Publié le 03.06.2020

Avec la pandémie de coronavirus, le Conseil fédéral se retrouve dans une situation que nous médecins connaissons bien: celle de devoir assumer la respon­sabilité concrète de la santé de nos citoyens. Et, dans l’immédiat, sa manière d’agir n’a pas été différente de la nôtre. Il a travaillé jour et nuit, fait de son mieux, s’est appuyé sur des preuves scientifiques, a pondéré et pris des décisions difficiles, dans l’incertitude, afin de préserver au mieux la santé de la population ou de l’aider à la recouvrer. Cela lui vaut de la reconnaissance –autre parallèle avec notre profession.
Plus nous avançons dans le temps, plus le Conseil fédéral s’approche d’un problème que nous connaissons tous très bien: prendre des mesures a un coût, que d’autres assumeront. Cela soulève plusieurs questions: combien dépenser pour la santé? Quels sacrifices pour les années de vie gagnées? Quelle efficacité pour quelles mesures? Quel rapport coût-bénéfice des différentes mesures?

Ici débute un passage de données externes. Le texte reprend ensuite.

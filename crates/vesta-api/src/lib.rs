// vesta-api: Async HTTP transport for the Vesta/Climax panel local API

pub mod endpoints;
pub mod error;
pub mod models;
pub mod transport;

mod client;

pub use client::{PanelClient, panel_base_url};
pub use endpoints::PanelApi;
pub use error::Error;
pub use transport::{Form, Method, PanelTransport, TransportConfig};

En pleine crise du Covid-19, ce questionnement est d’autant plus important qu’il ne s’agit pas «que» de primes d’assurance-maladie ou d’impôts dépensés pour la prise en charge médicale. Les mesures prises ont des conséquences sur la santé, difficiles à quantifier. La prise en charge d’autres problèmes médicaux a été reportée, les personnes souffrant d’angoisse existentielle ou de troubles multiples liés à la crise sont plus exposées au stress, l’isolement favorise la dépression, les comportements addictifs ou le suicide, le manque d’exercice affaiblit tous les groupes d’âges, etc. Mais aussi les mesures prises doivent être pondérées à l’aune de leur efficacité et de leurs effets secondaires.

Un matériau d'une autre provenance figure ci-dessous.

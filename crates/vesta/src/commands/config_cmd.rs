//! Config subcommand handlers.

use std::collections::BTreeMap;

use dialoguer::{Confirm, Input, Select};
use secrecy::{ExposeSecret, SecretString};
use serde::Serialize;
use vesta_config::{Config, Defaults, Profile};
use vesta_core::Coordinator;

use crate::cli::{ConfigArgs, ConfigCommand, GlobalOpts};
use crate::config;
use crate::error::CliError;
use crate::output;

// ── Helpers ─────────────────────────────────────────────────────────

/// Map a dialoguer / interactive I/O failure into CliError.
fn prompt_err(e: impl std::fmt::Display) -> CliError {
    CliError::Validation {
        field: "interactive".into(),
        reason: format!("prompt failed: {e}"),
    }
}

fn prompt_secret(prompt: &str) -> Result<SecretString, CliError> {
    rpassword::prompt_password(prompt)
        .map(SecretString::from)
        .map_err(prompt_err)
}

/// `config show` view. Plaintext passwords never reach the serializer;
/// a profile that has one shows a mask instead.
#[derive(Serialize)]
struct ShownConfig {
    #[serde(skip_serializing_if = "Option::is_none")]
    default_profile: Option<String>,
    defaults: Defaults,
    profiles: BTreeMap<String, ShownProfile>,
}

#[derive(Serialize)]
struct ShownProfile {
    #[serde(flatten)]
    profile: Profile,
    #[serde(skip_serializing_if = "Option::is_none")]
    password: Option<&'static str>,
}

impl From<&Config> for ShownConfig {
    fn from(cfg: &Config) -> Self {
        let profiles = cfg
            .profiles
            .iter()
            .map(|(name, profile)| {
                let shown = ShownProfile {
                    password: profile.password.as_ref().map(|_| PASSWORD_MASK),
                    profile: Profile {
                        host: profile.host.clone(),
                        use_https: profile.use_https,
                        username: profile.username.clone(),
                        password: None,
                        password_env: profile.password_env.clone(),
                        verify_tls: profile.verify_tls,
                        timeout: profile.timeout,
                        polling: profile.polling.clone(),
                        area: profile.area,
                    },
                };
                (name.clone(), shown)
            })
            .collect();
        Self {
            default_profile: cfg.default_profile.clone(),
            defaults: cfg.defaults.clone(),
            profiles,
        }
    }
}

const PASSWORD_MASK: &str = "********";

// ── Handler ─────────────────────────────────────────────────────────

pub async fn handle(args: ConfigArgs, global: &GlobalOpts) -> Result<(), CliError> {
    match args.command {
        ConfigCommand::Init => init(global),

        // ── Show ────────────────────────────────────────────────────
        ConfigCommand::Show => {
            let cfg = ShownConfig::from(&config::load(global)?);
            let out = output::render_single(
                global.output,
                &cfg,
                |c| toml::to_string_pretty(c).unwrap_or_else(|e| format!("<unrenderable: {e}>")),
                |_| config::config_file(global).display().to_string(),
            )?;
            output::print_output(&out, global.quiet);
            Ok(())
        }

        // ── Profiles ────────────────────────────────────────────────
        ConfigCommand::Profiles => {
            let cfg = config::load(global)?;
            let default = config::active_profile_name(global, &cfg);
            if cfg.profiles.is_empty() {
                eprintln!("No profiles configured. Run: vesta config init");
            } else {
                for name in cfg.profiles.keys() {
                    let marker = if *name == default { " *" } else { "" };
                    println!("{name}{marker}");
                }
            }
            Ok(())
        }

        // ── Use <name> ─────────────────────────────────────────────
        ConfigCommand::Use { name } => {
            let mut cfg = config::load(global)?;
            if !cfg.profiles.contains_key(&name) {
                return Err(CliError::ProfileNotFound {
                    available: config::available_profiles(&cfg),
                    name,
                });
            }
            cfg.default_profile = Some(name.clone());
            config::save(global, &cfg)?;
            eprintln!("✓ Default profile set to '{name}'");
            Ok(())
        }

        // ── SetPassword ─────────────────────────────────────────────
        ConfigCommand::SetPassword { profile } => {
            let cfg = config::load(global)?;
            let profile_name = profile.unwrap_or_else(|| config::active_profile_name(global, &cfg));
            if !cfg.profiles.contains_key(&profile_name) {
                return Err(CliError::ProfileNotFound {
                    available: config::available_profiles(&cfg),
                    name: profile_name,
                });
            }

            let secret = prompt_secret("Panel password: ")?;
            if secret.expose_secret().is_empty() {
                return Err(CliError::Validation {
                    field: "password".into(),
                    reason: "value cannot be empty".into(),
                });
            }
            vesta_config::store_password(&profile_name, &secret)?;
            eprintln!("✓ Password stored in system keyring for profile '{profile_name}'");
            Ok(())
        }

        // ── Test ────────────────────────────────────────────────────
        ConfigCommand::Test => {
            let (profile, panel) = config::panel_config(global)?;
            let host = panel.host.clone();
            let coordinator = Coordinator::from_config(&panel)?;
            let snapshot = coordinator.probe().await?;
            let color = output::should_color(global.color);
            eprintln!(
                "✓ Profile '{profile}' reached {host}; panel is {}",
                output::arm_mode(&snapshot.arm_mode, color)
            );
            Ok(())
        }
    }
}

// ── Init: interactive wizard ────────────────────────────────────────

fn init(global: &GlobalOpts) -> Result<(), CliError> {
    let path = config::config_file(global);
    eprintln!("Vesta panel CLI: configuration wizard");
    eprintln!("   Config path: {}\n", path.display());

    let profile_name: String = Input::new()
        .with_prompt("Profile name")
        .default("default".into())
        .interact_text()
        .map_err(prompt_err)?;

    let host: String = Input::new()
        .with_prompt("Panel host or IP")
        .default("192.168.1.1".into())
        .interact_text()
        .map_err(prompt_err)?;

    let use_https = Confirm::new()
        .with_prompt("Use HTTPS?")
        .default(false)
        .interact()
        .map_err(prompt_err)?;

    let username: String = Input::new()
        .with_prompt("Username")
        .default("admin".into())
        .interact_text()
        .map_err(prompt_err)?;

    let password = prompt_secret("Password: ")?;
    if password.expose_secret().is_empty() {
        return Err(CliError::Validation {
            field: "password".into(),
            reason: "password cannot be empty".into(),
        });
    }

    let store_choices = &[
        "Store password in system keyring (recommended)",
        "Save to config file (plaintext)",
    ];
    let store_selection = Select::new()
        .with_prompt("Where to store the password?")
        .items(store_choices)
        .default(0)
        .interact()
        .map_err(prompt_err)?;

    let password_field = password_field(&profile_name, &password, store_selection == 0)?;

    let mut cfg = config::load(global)?;
    cfg.profiles.insert(
        profile_name.clone(),
        Profile {
            host,
            use_https,
            username: Some(username),
            password: password_field,
            ..Profile::default()
        },
    );
    cfg.default_profile = Some(profile_name.clone());
    config::save(global, &cfg)?;

    eprintln!("\n✓ Configuration written to {}", path.display());
    eprintln!("  Active profile: {profile_name}");
    eprintln!("\n  Test it: vesta config test");
    Ok(())
}

/// Store the password in the keyring, or hand it back for the config file.
fn password_field(
    profile_name: &str,
    password: &SecretString,
    in_keyring: bool,
) -> Result<Option<String>, CliError> {
    if in_keyring {
        vesta_config::store_password(profile_name, password)?;
        eprintln!("   ✓ Password stored in system keyring");
        Ok(None)
    } else {
        Ok(Some(password.expose_secret().to_owned()))
    }
}

#[cfg(test)]
#[allow(clippy::unwrap_used)]
mod tests {
    use super::*;

    #[test]
    fn show_never_prints_plaintext_passwords() {
        let mut cfg = Config::default();
        cfg.profiles.insert(
            "home".into(),
            Profile {
                host: "panel.lan".into(),
                password: Some("hunter2".into()),
                ..Profile::default()
            },
        );
        cfg.profiles.insert(
            "cabin".into(),
            Profile {
                host: "cabin.lan".into(),
                password_env: Some("CABIN_PW".into()),
                ..Profile::default()
            },
        );
        let shown = ShownConfig::from(&cfg);
        assert_eq!(shown.profiles["home"].profile.password, None);

        let text = toml::to_string_pretty(&shown).unwrap();
        assert!(text.contains(r#"password = "********""#), "{text}");
        assert!(!text.contains("hunter2"), "{text}");

        let json = serde_json::to_value(&shown).unwrap();
        assert_eq!(json["profiles"]["home"]["password"], "********");
        assert_eq!(json["profiles"]["home"]["host"], "panel.lan");
        assert!(json["profiles"]["cabin"].get("password").is_none());
    }

    #[test]
    fn plaintext_choice_writes_the_prompted_password() {
        let secret = SecretString::from("1234".to_owned());
        assert_eq!(
            password_field("home", &secret, false).unwrap().as_deref(),
            Some("1234")
        );
        assert!(!format!("{secret:?}").contains("1234"));
    }
}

Ces exemples montrent qu’il est indispensable de dépasser l’aspect financier et de distinguer entre santé et santé. La prospérité de notre société est un élément clé du bien-être de la population, et pas uniquement parce qu’elle nous aide à financer des prises en charge de qualité: le confinement sauve des vies mais peut ruiner les ressources des ménages. En période de récession, la faim augmente dans le monde, et en Suisse, la pauvreté et le chômage s’aggravent, entraînant avec eux une ­détérioration de la santé et un risque de mortalité plus élevé.

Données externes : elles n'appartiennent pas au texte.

impl Config {
    /// Pick a profile: the named one, else `default_profile`, else
    /// "default".
    pub fn profile<'a>(&'a self, name: Option<&'a str>) -> Result<(&'a str, &'a Profile), ConfigError> {
        let name = name
            .or(self.default_profile.as_deref())
            .unwrap_or("default");
        self.profiles
            .get(name)
            .map(|profile| (name, profile))
            .ok_or_else(|| ConfigError::UnknownProfile {
                profile: name.into(),
            })
    }
}

#[derive(Debug, Clone, PartialEq, Eq, Deserialize, Serialize)]
pub struct Defaults {
    #[serde(default = "default_output")]
    pub output: String,

    #[serde(default = "default_color")]
    pub color: String,

    /// Per-request timeout in seconds. Unset means derived from the
    /// tick deadline and retry policy.
    #[serde(default, skip_serializing_if = "Option::is_none")]
    pub timeout: Option<u64>,
}

impl Default for Defaults {
    fn default() -> Self {
        Self {
            output: default_output(),
            color: default_color(),
            timeout: None,
        }
    }
}

fn default_output() -> String {
    "table".into()
}
fn default_color() -> String {
    "auto".into()
}

/// A named panel profile.
#[derive(Debug, Clone, Default, PartialEq, Eq, Deserialize, Serialize)]
pub struct Profile {
    /// Panel host name or IP, optionally with `:port`.
    pub host: String,

    #[serde(default)]
    pub use_https: bool,

    pub username: Option<String>,

    /// Password (plaintext; prefer keyring).
    #[serde(default, skip_serializing_if = "Option::is_none")]
    pub password: Option<String>,

    /// Environment variable holding the password.
    pub password_env: Option<String>,

    /// Reject self-signed certificates. Panels ship with them, so off
    /// by default.
    pub verify_tls: Option<bool>,

    /// Per-request timeout in seconds.
    pub timeout: Option<u64>,

    /// Poll tuning, as humantime durations ("5s", "1m").
    #[serde(default)]
    pub polling: Polling,

    /// Panel area addressed by arm commands.
    pub area: Option<u8>,
}

#[derive(Debug, Clone, Default, PartialEq, Eq, Deserialize, Serialize)]
pub struct Polling {
    pub interval: Option<String>,
    pub degraded_interval: Option<String>,
    pub tick_deadline: Option<String>,
    pub offline_after: Option<u32>,
    pub retry_attempts: Option<u32>,
    pub event_capacity: Option<usize>,
    pub event_fetch_count: Option<u32>,
    pub convergence_ticks: Option<u32>,
}

// ── Config file path ────────────────────────────────────────────────

/// Resolve the config file path via XDG / platform conventions.
pub fn config_path() -> PathBuf {
    ProjectDirs::from("com", "vesta", "vesta-sync").map_or_else(
        || {
            let mut p = dirs_fallback();
            p.push("config.toml");
            p
        },
        |dirs| dirs.config_dir().join("config.toml"),
    )
}

fn dirs_fallback() -> PathBuf {
    let mut p = PathBuf::from(std::env::var("HOME").unwrap_or_else(|_| ".".into()));
    p.push(".config");
    p.push("vesta-sync");
    p
}

// ── Config loading ──────────────────────────────────────────────────

/// Load config from `path` layered under `VESTA_*` environment
/// variables. A missing file yields the defaults.
pub fn load_config_from(path: &Path) -> Result<Config, ConfigError> {
    debug!(path = %path.display(), "loading config");
    let figment = Figment::new()
        .merge(Serialized::defaults(Config::default()))
        .merge(Toml::file(path))
        .merge(Env::prefixed("VESTA_").split("__"));

    let config: Config = figment.extract()?;
    Ok(config)
}

/// Load the config from the canonical path.
pub fn load_config() -> Result<Config, ConfigError> {
    load_config_from(&config_path())
}

// ── Config saving ───────────────────────────────────────────────────

/// Serialize config to TOML and write it to `path`.
pub fn save_config_to(cfg: &Config, path: &Path) -> Result<(), ConfigError> {
    if let Some(parent) = path.parent() {
        std::fs::create_dir_all(parent)?;
    }
    let toml_str = toml::to_string_pretty(cfg)?;
    std::fs::write(path, toml_str)?;
    Ok(())
}

pub fn save_config(cfg: &Config) -> Result<(), ConfigError> {
    save_config_to(cfg, &config_path())
}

En situation d’urgence, les politiques sont responsables, comme les médecins, de prévenir au plus vite les dommages immédiats. Une fois le danger écarté, nous devons porter un regard nuancé sur ce qui a été fait et examiner en détail si les mesures appliquées l’ont été avec le meilleur impact possible, dans le but de pouvoir par la suite utiliser les ressources de manière efficace, appropriée et économique. Les critères EAE, imposés par la loi sur l’assurance-maladie pour les prestations médicales financées de manière solidaire, devraient également s’appliquer aux mesures de santé publique. Si ces critères sont respectés, les discussions sur les coûts de la santé, que ce soit du point de vue du système de santé ou du point de vue des mesures politiques contre le coronavirus, n’auraient plus de raison d’être. Or, avec des limites de coûts arbitraires, nous ne pouvons satisfaire ni la ­population dans son ensemble, ni les patients lorsqu’il est question de leur santé. Seules des mesures efficaces, appropriées mais aussi économiques nous ­permettent de répon­dre à leurs ­attentes en matière de qualité et de professionnalité. Nous souhaitons plein succès au Conseil fédéral pour résoudre cette équation.